Di sisi lain, di sektor transportasi, peningkatan jumlah dan kualitas transportasi massal di dalam kota maupun antarkota perlu digarap. Dr. Yuli juga mendukung ikhtiar elektrifikasi kendaraan bermotor yang dapat dipercepat dengan pemberian subsidi pembelian kendaraan listrik dan pembangunan Stasiun Pengisian Listrik Umum (SPLU). Semua anggaran yang dibutuhkan dapat diambil dari sebagian pos subsidi BBM.

Bersamaan dengan hal tersebut, pemerintah juga perlu merencanakan pembangunan pembangkit listrik yang baru dan sesuai kebutuhan. “Alokasi subsidi BBM yang besar saat ini, sebagian dapat digunakan untuk pembangunan pembangkit listrik baru yang berbasis energi baru dan terbarukan seperti tenaga air, panas bumi, surya, dan angin,” sebut Dr. Yuli. Pilihan ini sejalan dengan tanggung jawab Indonesia untuk mengurangi emisi karbon dioksida di atmosfer.
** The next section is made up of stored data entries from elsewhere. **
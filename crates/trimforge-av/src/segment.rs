//! Keep segments.

use crate::timecode::Timecode;
use crate::{Error, Result};
use std::fmt;

/// A range of the input timeline to retain in the output.
///
/// An `end` of zero means "to end of file".
#[derive(Debug, Clone, Copy, PartialEq, Eq)]
pub struct KeepSegment {
    pub start: Timecode,
    pub end: Timecode,
}

impl KeepSegment {
    /// Create a segment, rejecting ranges that end before they start.
    pub fn new(start: Timecode, end: Timecode) -> Result<Self> {
        if !end.is_zero() && end <= start {
            return Err(Error::InvalidSegment(format!(
                "end {} is not after start {}",
                end, start
            )));
        }
        Ok(Self { start, end })
    }

    /// A segment running from `start` to the end of the input.
    pub fn to_end(start: Timecode) -> Self {
        Self {
            start,
            end: Timecode::ZERO,
        }
    }

    pub fn is_open_ended(&self) -> bool {
        self.end.is_zero()
    }

    /// Whether two segments share any part of the timeline.
    pub fn overlaps(&self, other: &KeepSegment) -> bool {
        let ends_after = |seg: &KeepSegment, t: Timecode| seg.is_open_ended() || seg.end > t;
        ends_after(self, other.start) && ends_after(other, self.start)
    }
}

impl fmt::Display for KeepSegment {
    fn fmt(&self, f: &mut fmt::Formatter<'_>) -> fmt::Result {
        if self.is_open_ended() {
            write!(f, "{}-EOF", self.start)
        } else {
            write!(f, "{}-{}", self.start, self.end)
        }
    }
}

/// Pair up the flattened values of repeated `--keep START END` options.
pub fn segments_from_pairs(values: &[Timecode]) -> Result<Vec<KeepSegment>> {
    if values.len() % 2 != 0 {
        return Err(Error::InvalidSegment(
            "every keep segment needs a start and an end".to_string(),
        ));
    }

    let segments = values
        .chunks_exact(2)
        .map(|pair| KeepSegment::new(pair[0], pair[1]))
        .collect::<Result<Vec<_>>>()?;

    #[cfg(feature = "tracing")]
    if !is_ordered_and_disjoint(&segments) {
        tracing::warn!("Keep segments are out of order or overlap; keeping command-line order");
    }

    Ok(segments)
}

/// Whether segments appear in timeline order without sharing any time.
pub fn is_ordered_and_disjoint(segments: &[KeepSegment]) -> bool {
    let ordered = segments.windows(2).all(|w| w[0].start <= w[1].start);
    let disjoint = segments
        .iter()
        .enumerate()
        .all(|(i, a)| segments[i + 1..].iter().all(|b| !a.overlaps(b)));
    ordered && disjoint
}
Pengembangan jenis energi baru dan terbarukan lainnya juga harus menjadi bahan konsiderasi, di antaranya biomassa, nuklir, serta laut. Pengembangan clean coal dan carbon capture & storage perlu dilakukan agar batu bara, yang sangat besar jumlahnya di Indonesia, dapat dimanfaatkan tanpa merusak bumi. Pengembangan teknologi penyimpanan energi perlu dilakukan agar kita dapat menggunakan tenaga surya dan tenaga angin skala besar tanpa khawatir dampak intermittency-nya terhadap kestabilan jaringan listrik.

“Jika kita dapat menggunakan separuh saja dari Rp502 trilun untuk melakukan hal-hal ini, mudah-mudahan, Bangsa kita tidak terjerembab lagi pada masalah BBM yang mungkin kembali terjadi di masa mendatang,” pungkas Dr. Yuli.